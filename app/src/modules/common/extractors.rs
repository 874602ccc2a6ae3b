use crate::{modules::common::responses::SimpleError, server::controller::AppState};
use axum::{
    async_trait,
    extract::{rejection::JsonRejection, FromRequest, FromRequestParts, Query},
    Json,
};
use http::{request::Parts, Request, StatusCode};
use sea_orm::DatabaseConnection;
use serde::de::DeserializeOwned;
use validator::Validate;

/// Wrapper struct that extracts from the request query exactly `axum::Query<T>`
/// but also requires T to impl `Validate`, if validation fails a bad request code
/// and simple error is returned
#[derive(Clone, Copy)]
pub struct ValidatedQuery<T>(pub T);

#[async_trait]
impl<S, T> FromRequestParts<S> for ValidatedQuery<T>
where
    S: Send + Sync,
    T: DeserializeOwned + Validate,
{
    type Rejection = (http::StatusCode, SimpleError);

    async fn from_request_parts(parts: &mut Parts, state: &S) -> Result<Self, Self::Rejection> {
        match Query::<T>::from_request_parts(parts, state).await {
            Ok(payload) => match payload.validate() {
                Ok(_) => Ok(ValidatedQuery(payload.0)),
                Err(e) => Err((StatusCode::BAD_REQUEST, SimpleError::from(e))),
            },
            Err(rejection) => Err((rejection.status(), SimpleError::from(rejection.to_string()))),
        }
    }
}

/// Wrapper struct that extracts the request body as json exactly as `axum::Json<T>`
/// but also requires T to impl `Validate`, if validation fails a bad request code
/// and simple error is returned
#[derive(Clone, Copy)]
pub struct ValidatedJson<T>(pub T);

#[async_trait]
impl<S, B, T> FromRequest<S, B> for ValidatedJson<T>
where
    Json<T>: FromRequest<S, B, Rejection = JsonRejection>,
    T: Validate,
    B: Send + 'static,
    S: Send + Sync,
{
    type Rejection = (http::StatusCode, SimpleError);

    async fn from_request(req: Request<B>, state: &S) -> Result<Self, Self::Rejection> {
        match Json::<T>::from_request(req, state).await {
            Ok(payload) => match payload.validate() {
                Ok(_) => Ok(ValidatedJson(payload.0)),
                Err(e) => Err((StatusCode::BAD_REQUEST, SimpleError::from(e))),
            },
            Err(rejection) => Err((rejection.status(), SimpleError::from(rejection.to_string()))),
        }
    }
}

/// Extracts whether the request is a partial page update, signaled by the
/// `HX-Request` header the frontend sets on fragment navigations, full
/// page loads do not carry the header
#[derive(Clone, Copy)]
pub struct HxRequest(pub bool);

#[async_trait]
impl<S> FromRequestParts<S> for HxRequest
where
    S: Send + Sync,
{
    type Rejection = std::convert::Infallible;

    async fn from_request_parts(parts: &mut Parts, _state: &S) -> Result<Self, Self::Rejection> {
        let is_fragment_request = parts
            .headers
            .get("HX-Request")
            .and_then(|v| v.to_str().ok())
            .map(|v| v == "true")
            .unwrap_or(false);

        Ok(HxRequest(is_fragment_request))
    }
}

/// Helper to get a DB connection from the state
pub struct DbConnection(pub DatabaseConnection);

#[cfg(test)]
mod tests {
    use super::*;

    async fn extract_hx(req: Request<()>) -> bool {
        let (mut parts, _) = req.into_parts();

        let HxRequest(is_fragment) = HxRequest::from_request_parts(&mut parts, &())
            .await
            .unwrap();

        is_fragment
    }

    #[tokio::test]
    async fn fragment_navigations_are_detected_by_the_hx_request_header() {
        let req = Request::builder()
            .uri("/catalog")
            .header("HX-Request", "true")
            .body(())
            .unwrap();

        assert!(extract_hx(req).await);
    }

    #[tokio::test]
    async fn full_page_loads_do_not_carry_the_header() {
        let req = Request::builder().uri("/catalog").body(()).unwrap();

        assert!(!extract_hx(req).await);
    }

    #[tokio::test]
    async fn only_the_literal_true_header_value_counts() {
        let req = Request::builder()
            .uri("/catalog")
            .header("HX-Request", "1")
            .body(())
            .unwrap();

        assert!(!extract_hx(req).await);
    }
}

#[async_trait]
impl FromRequestParts<AppState> for DbConnection {
    type Rejection = (http::StatusCode, SimpleError);

    async fn from_request_parts(_: &mut Parts, state: &AppState) -> Result<Self, Self::Rejection> {
        Ok(DbConnection(state.db.clone()))
    }
}
use migration::{Migrator, MigratorTrait};
use sea_orm::{ConnectOptions, Database, DatabaseConnection};
use std::time::Duration;
use tracing::{info, log};

pub async fn connect(db_url: &str) -> DatabaseConnection {
    let mut opt = ConnectOptions::new(db_url);

    opt.max_connections(100)
        .min_connections(5)
        .connect_timeout(Duration::from_secs(8))
        .acquire_timeout(Duration::from_secs(8))
        .idle_timeout(Duration::from_secs(8))
        .max_lifetime(Duration::from_secs(8))
        .sqlx_logging(true)
        .sqlx_logging_level(log::LevelFilter::Debug);

    info!("[DB] getting connection");
    Database::connect(opt)
        .await
        .unwrap_or_else(|_| panic!("[DB] failed to build connection pool"))
}

/// Apply all pending migrations
pub async fn run_migrations(db: &DatabaseConnection) {
    info!("[DB] running migrations");
    Migrator::up(db, None)
        .await
        .unwrap_or_else(|_| panic!("[DB] failed to run migrations"));
}
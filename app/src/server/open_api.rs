use crate::modules::{brand, catalog, common, listing, reference};
use crate::server::controller;
use axum::Router;
use utoipa::openapi::{InfoBuilder, OpenApiBuilder};
use utoipa::OpenApi;
use utoipa_rapidoc::RapiDoc;
use utoipa_swagger_ui::SwaggerUi;

#[derive(OpenApi)]
#[openapi(
    components(schemas(
        entity::brand::Model,
        entity::transmission::Model,
        entity::drive_type::Model,
        entity::fuel_type::Model,
        entity::vehicle_listing::Model,
        entity::listing_image::Model,

        common::responses::SimpleError,

        catalog::fragment::Fragment,
        catalog::dto::HomeContext,
        catalog::dto::CatalogContext,
        catalog::dto::CarDetailContext,
        catalog::dto::HomePage,
        catalog::dto::CatalogPage,
        catalog::dto::CarDetailPage,

        brand::dto::CreateBrandDto,
        brand::dto::UpdateBrandDto,

        listing::dto::CreateListingDto,
        listing::dto::UpdateListingDto,
        listing::dto::CreateListingImageDto,

        reference::dto::CreateTransmissionDto,
        reference::dto::CreateDriveTypeDto,
        reference::dto::CreateFuelTypeDto,
    )),
    paths(
        controller::healthcheck,

        catalog::routes::index,
        catalog::routes::catalog_all,
        catalog::routes::catalog_by_brand,
        catalog::routes::car_detail,

        brand::routes::list_brands,
        brand::routes::create_brand,
        brand::routes::update_brand,
        brand::routes::delete_brand,

        listing::routes::create_listing,
        listing::routes::update_listing,
        listing::routes::delete_listing,
        listing::routes::add_listing_image,
        listing::routes::delete_listing_image,

        reference::routes::list_transmissions,
        reference::routes::create_transmission,
        reference::routes::delete_transmission,
        reference::routes::list_drive_types,
        reference::routes::create_drive_type,
        reference::routes::delete_drive_type,
        reference::routes::list_fuel_types,
        reference::routes::create_fuel_type,
        reference::routes::delete_fuel_type,
    ),
)]
struct ApiDoc;

pub fn create_openapi_router() -> Router<controller::AppState> {
    let builder: OpenApiBuilder = ApiDoc::openapi().into();

    let info = InfoBuilder::new()
        .title("Vehicle catalog API")
        .description(Some("Browsable catalog of vehicle listings."))
        .version("0.0.1")
        .build();

    let api_doc = builder.info(info).build();

    Router::new()
        .merge(SwaggerUi::new("/swagger").url("/docs/openapi.json", api_doc))
        .merge(RapiDoc::new("/docs/openapi.json").path("/rapidoc"))
}
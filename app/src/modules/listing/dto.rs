use crate::modules::common::validators::REGEX_IS_SLUG;
use rust_decimal::Decimal;
use serde::Deserialize;
use utoipa::ToSchema;
use validator::{Validate, ValidationError};

/// engine displacement in liters must be within [0, 12.5]
fn is_valid_engine_volume(volume: &Decimal) -> Result<(), ValidationError> {
    if *volume < Decimal::ZERO || *volume > Decimal::new(125, 1) {
        return Err(ValidationError::new(
            "engine volume must be between 0 and 12.5 liters",
        ));
    }

    Ok(())
}

fn is_non_negative_price(price: &Decimal) -> Result<(), ValidationError> {
    if *price < Decimal::ZERO {
        return Err(ValidationError::new("price cannot be negative"));
    }

    Ok(())
}

#[derive(Deserialize, ToSchema, Validate)]
#[serde(rename_all = "camelCase")]
pub struct CreateListingDto {
    pub brand_id: i32,

    #[validate(length(min = 1, max = 125))]
    pub name: String,

    /// derived from the name when omitted
    #[validate(regex(
        path = "REGEX_IS_SLUG",
        message = "slug must be lowercase alphanumeric words separated by dashes"
    ))]
    pub slug: Option<String>,

    pub main_image: Option<String>,

    /// additionally checked against the configured model year bounds
    pub year: i16,

    #[validate(range(min = 0))]
    pub mileage: i32,

    pub transmission_id: i32,

    pub drive_type_id: i32,

    pub fuel_type_id: i32,

    /// forced to zero when the fuel type has no combustion engine
    #[validate(custom = "is_valid_engine_volume")]
    pub engine_volume: Option<Decimal>,

    #[validate(range(min = 0))]
    pub horse_power: i32,

    #[validate(custom = "is_non_negative_price")]
    pub price: Decimal,
}

/// The slug is deliberately not updatable, it is generated exactly once
/// at creation
#[derive(Deserialize, ToSchema, Validate)]
#[serde(rename_all = "camelCase")]
pub struct UpdateListingDto {
    pub brand_id: Option<i32>,

    #[validate(length(min = 1, max = 125))]
    pub name: Option<String>,

    #[serde(default, with = "::serde_with::rust::double_option")]
    pub main_image: Option<Option<String>>,

    pub year: Option<i16>,

    #[validate(range(min = 0))]
    pub mileage: Option<i32>,

    pub transmission_id: Option<i32>,

    pub drive_type_id: Option<i32>,

    pub fuel_type_id: Option<i32>,

    #[validate(custom = "is_valid_engine_volume")]
    #[serde(default, with = "::serde_with::rust::double_option")]
    pub engine_volume: Option<Option<Decimal>>,

    #[validate(range(min = 0))]
    pub horse_power: Option<i32>,

    #[validate(custom = "is_non_negative_price")]
    pub price: Option<Decimal>,
}

#[derive(Deserialize, ToSchema, Validate)]
#[serde(rename_all = "camelCase")]
pub struct CreateListingImageDto {
    #[validate(length(min = 1, max = 255))]
    pub image: String,
}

----

**What needs to be done:** Take the stretch of lines above from the one containing "from the state" through the one containing "let (mut parts, _)" and repeat it exactly, adding no other line.

**Your solution:**
/// Helper to get a DB connection from the state
pub struct DbConnection(pub DatabaseConnection);

#[cfg(test)]
mod tests {
    use super::*;

    async fn extract_hx(req: Request<()>) -> bool {
        let (mut parts, _) = req.into_parts();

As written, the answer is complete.